If you’ve never seen a city taken over by almost sixty thousand runners, visit downtown Spokane on the first Sunday in May. Since 1977, the Lilac Bloomsday Run has been a major event for the city. Throngs of runners take on the 12-kilometer course, and even more Spokanites line up along the route to cheer on the race. While Bloomsday is clearly a Spokane event (more than half of last year’s entrants called Spokane home,) it is also one of the world’s biggest running events.
This hill on Pettet Drive, late in the course, has been affectionately nicknamed “Doomsday Hill” by runners. Gaining 120 feet of elevation in less than three quarters of a mile, it’s the steepest climb on the course. Once runners reach the top of the hill, the remaining distance runs through the thankfully level roads of West Central to the finish line on the Monroe Street Bridge. 2015’s fastest runner, Lani Rutto of Kenya, powered up the hill in just two minutes and eight seconds, but such elite runners are the exception. A costumed vulture at the top of the hill sums up most runners’ feelings about the climb.
The race began as part of a seventies craze for city running events. After competing in the marathon at the 1976 Olympics, local schoolteacher Don Kardong suggested the idea to a reporter, and it gained momentum quickly. Kardong imagined a run with “more than a hundred” runners, but the first year’s race included more than a thousand. The non-profit event grew throughout the eighties and nineties, reaching its peak of 61,298 registrations in 1996. There are serious competitors who run the race for cash prizes, but most of the growth has come from hobbyists, who run the race just for the challenge of it. David Govedare’s “The Joy of Running Together,” a collection of forty statues of runners next to City Hall, was installed in 1985 to commemorate the event.
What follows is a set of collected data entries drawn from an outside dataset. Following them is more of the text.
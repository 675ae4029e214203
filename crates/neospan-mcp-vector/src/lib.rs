//! Vector retrieval MCP tool for Neospan.
//!
//! Exposes a single `neo4j_vector` tool over a
//! [`neospan_core::Retriever`] backend. Results are rendered as a
//! compact XML envelope (see [`format_as_xml`]) in rank order; an
//! empty result set gets a fixed "no relevant documents" message.

pub mod tools;
pub mod xml;

pub use tools::{DEFAULT_TOP_K, SearchArgs, VectorTools};
pub use xml::format_as_xml;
While the nationwide fad settled, Bloomsday took root.
Lilacs are a long-standing symbol of Spokane, but the name “Bloomsday” also refers to a June 16th celebration of James Joyce’s novel Ulysses (even though the event falls on the logistically-simpler first Sunday in May.) Kardong saw a connection between running and heroic epics like Ulysses and Homer’s Odyssey, and felt “people are looking around for a chance to be heroic.” The climb up Pettet Drive wasn’t yet part of the course, but Kardon did imagine a nearby hill on Meenach Road as the “monster” of his epic.
Race t-shirts are a staple of Spokane fashion, as well. A new shirt is designed each year, and finishers collect their shirts just past the finish line. A collection of historic Bloomsday tees is a point of pride for locals. The race organization also recognizes more than 90 “perennials” who, like Don Kardong, have run the race every year.